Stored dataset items

//! Order history view.

use askama::Template;
use bookshelf_core::{Order, OrderItem};

use super::{Outcome, format_date};
use crate::error::{ActionError, Result};
use crate::storage::DurableStore;
use crate::storefront::Storefront;

pub const LOGIN_TO_VIEW_ORDERS: &str = "Please log in to see your orders";

#[derive(Debug, Clone)]
pub struct OrderLineView {
    pub title: String,
    pub quantity: u32,
    pub line_total: String,
}

impl From<&OrderItem> for OrderLineView {
    fn from(item: &OrderItem) -> Self {
        Self {
            title: item.book.title.clone(),
            quantity: item.quantity,
            line_total: item.line_total().to_string(),
        }
    }
}

/// Order display data for templates.
#[derive(Debug, Clone)]
pub struct OrderView {
    pub id: String,
    pub status: &'static str,
    pub date: String,
    pub lines: Vec<OrderLineView>,
    pub total: String,
}

impl From<&Order> for OrderView {
    fn from(order: &Order) -> Self {
        Self {
            id: order.id.to_string(),
            status: order.status.label(),
            date: format_date(&order.created_at),
            lines: order.items.iter().map(OrderLineView::from).collect(),
            total: order.total_price.to_string(),
        }
    }
}

#[derive(Template)]
#[template(path = "orders.txt")]
pub struct OrdersTemplate {
    pub orders: Vec<OrderView>,
}

pub(crate) async fn handle<S: DurableStore>(storefront: &Storefront<S>) -> Outcome {
    history(storefront).await.into()
}

async fn history<S: DurableStore>(storefront: &Storefront<S>) -> Result<Outcome> {
    let Some(token) = storefront.session.token() else {
        return Err(ActionError::validation(LOGIN_TO_VIEW_ORDERS));
    };

    let page = storefront
        .api
        .orders(Some(token))
        .await
        .map_err(|err| ActionError::from_api(err, "Could not load orders", "Could not load orders"))?;

    let screen = OrdersTemplate {
        orders: page.results.iter().map(OrderView::from).collect(),
    }
    .render()?;
    Ok(Outcome::screen(screen))
}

WHAT TO DO
Give back, word for word, only the lines from the one containing "pub status: &'static" through the closing line of the entries.

TASK OUTPUT
    pub status: &'static str,
    pub date: String,
    pub lines: Vec<OrderLineView>,
    pub total: String,
}

impl From<&Order> for OrderView {
    fn from(order: &Order) -> Self {
        Self {
            id: order.id.to_string(),
            status: order.status.label(),
            date: format_date(&order.created_at),
            lines: order.items.iter().map(OrderLineView::from).collect(),
            total: order.total_price.to_string(),
        }
    }
}

#[derive(Template)]
#[template(path = "orders.txt")]
pub struct OrdersTemplate {
    pub orders: Vec<OrderView>,
}

pub(crate) async fn handle<S: DurableStore>(storefront: &Storefront<S>) -> Outcome {
    history(storefront).await.into()
}

async fn history<S: DurableStore>(storefront: &Storefront<S>) -> Result<Outcome> {
    let Some(token) = storefront.session.token() else {
        return Err(ActionError::validation(LOGIN_TO_VIEW_ORDERS));
    };

    let page = storefront
        .api
        .orders(Some(token))
        .await
        .map_err(|err| ActionError::from_api(err, "Could not load orders", "Could not load orders"))?;

    let screen = OrdersTemplate {
        orders: page.results.iter().map(OrderView::from).collect(),
    }
    .render()?;
    Ok(Outcome::screen(screen))
}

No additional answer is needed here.